Gene expression was studied by quantitative real-time RT-PCR (9700, Applied Biosystems) with primers indicated in Table I and standardized to the M. truncatula Ubiquitin carboxyl-terminal hydrolase gene. Real-time cycler conditions have been previously described (González-Guerrero et al., 2010). Determinations were carried out with RNA extracted from three independent biological samples, with the threshold cycle determined in triplicate. The relative levels of transcription were calculated using the 2−ΔCt method. In all RT-PCR reactions, a non-RT control was used to detect any possible DNA contamination.

Yeast Complementation Assays

MtNramp1 cDNA was cloned between the XbaI and BamHI sites of yeast expression vector pYPGE15. Restriction sites were added to MtNramp1 CDS by PCR-using primers 5MtNramp1-XbaI and 3MtNramp1-BamHI (Table I). Yeast transformations were performed using a lithium acetate-based method (Schiestl and Gietz, 1989). Cells transformed with pYPGE15 or pYPGE15::MtNramp1 were selected in SD medium by uracil autotrophy. For phenotypic tests, DEY1453 and DEY1451 were plated in SD, pH 3.5, supplemented with 100 μm FeCl3, and in SD, pH 5.4. BY4741 and BR4742 transformants were plated in SD plates supplemented with 50 mm MES, pH 6.0, and 6.25 mm EGTA, with or without 500 μm MnSO4.

GUS Staining

pMtNramp1::gus was constructed by amplifying 2 kb upstream of the MtNramp1 start codon using primers 5MtNramp1p-HindIII and 3MtNramp1p-BamHI (Table I). The digested product was ligated into the BamHI/HindIII sites in pBI101 (Jefferson et al., 1987). Hairy-root transformation was performed as described above. GUS activity was measured in roots of 28-dpi plants as described (Vernoud et al., 1999).

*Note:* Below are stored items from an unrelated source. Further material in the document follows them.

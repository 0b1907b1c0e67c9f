//! Colored output helpers for CLI
//!
//! Provides consistent, colored terminal output for the L.A.R.A CLI.

use owo_colors::OwoColorize;

/// Output style configuration
pub struct Output {
    /// Whether to use colored output
    pub colored: bool,
}

impl Default for Output {
    fn default() -> Self {
        Self::new()
    }
}

impl Output {
    /// Create a new output helper with colors enabled
    pub fn new() -> Self {
        Self { colored: true }
    }

    /// Create a new output helper with colors disabled
    pub fn no_color() -> Self {
        Self { colored: false }
    }

    /// Print the L.A.R.A banner
    pub fn banner(&self) {
        if self.colored {
            println!(
                r#"
   {}
   {}
   {}
   {}
"#,
                " _        _    ____      _    ".bright_cyan().bold(),
                "| |      / \\  |  _ \\    / \\   ".bright_cyan().bold(),
                "| |___  / _ \\ | |_) |  / _ \\  ".cyan().bold(),
                "|_____|/_/ \\_\\|_| \\_\\ /_/ \\_\\ ".blue().bold(),
            );
            println!(
                "   {} {}\n",
                "Local Augmented Retrieval Assistant".bright_white().bold(),
                format!("v{}", env!("CARGO_PKG_VERSION")).dimmed()
            );
        } else {
            println!(
                r#"
 _        _    ____      _
| |      / \  |  _ \    / \
| |___  / _ \ | |_) |  / _ \
|_____|/_/ \_\|_| \_\ /_/ \_\

   Local Augmented Retrieval Assistant v{}
"#,
                env!("CARGO_PKG_VERSION")
            );
        }
    }

    /// Print a success message with a checkmark
    pub fn success(&self, message: &str) {
        if self.colored {
            println!("  {} {}", "✓".green().bold(), message.green());
        } else {
            println!("  [OK] {}", message);
        }
    }

    /// Print an info message
    pub fn info(&self, message: &str) {
        if self.colored {
            println!("  {} {}", "•".blue(), message);
        } else {
            println!("  [INFO] {}", message);
        }
    }

    /// Print a warning message
    pub fn warning(&self, message: &str) {
        if self.colored {
            println!("  {} {}", "⚠".yellow().bold(), message.yellow());
        } else {
            println!("  [WARN] {}", message);
        }
    }

    /// Print an error message
    pub fn error(&self, message: &str) {
        if self.colored {
            eprintln!("  {} {}", "✗".red().bold(), message.red());
        } else {
            eprintln!("  [ERROR] {}", message);
        }
    }
}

Confocal Microscopy Detection of MtNramp1-HA

A DNA fragment containing the full-length MtNramp1 genomic region and the 2 kb upstream of its start codon was cloned in pGWB13 (Nakagawa et al., 2007) using Gateway Technology (Invitrogen). This vector adds three C-terminal HA tags in frame. Hairy-root transformation was performed as described above. Transformed plants were inoculated with S. meliloti 2011 containing the pHC60 plasmid that constitutively expresses GFP. Nodules from 28-dpi plants were fixed in 4% (w/v) paraformaldehyde and 2.5% (w/v) Suc in phosphate-buffered saline (PBS) at 4°C overnight. Nodules were then washed in PBS, and 100-μm sections were obtained with a Vibratome 1000 Plus. Sections were then dehydrated in a methanol series (30%, 50%, 70%, and 100% [v/v] in PBS) for 5 min and then rehydrated. Cell walls were permeabilized with 2% (w/v) cellulose in PBS for 1 h at room temperature and treated with 0.1% (v/v) Tween 20 for 15 min. Sections were blocked with 5% (w/v) bovine serum albumin in PBS and incubated with an anti-HA mouse monoclonal antibody (Sigma) for 2 h at room temperature. After washing the primary antibody, an Alexa594-conjugated anti-mouse rabbit monoclonal antibody (Sigma) was added to the sections for 1 h at room temperature. After washing away the unbound antibody, DNA was stained with DAPI. Images were acquired with a confocal laser-scanning microscope (Leica SP8).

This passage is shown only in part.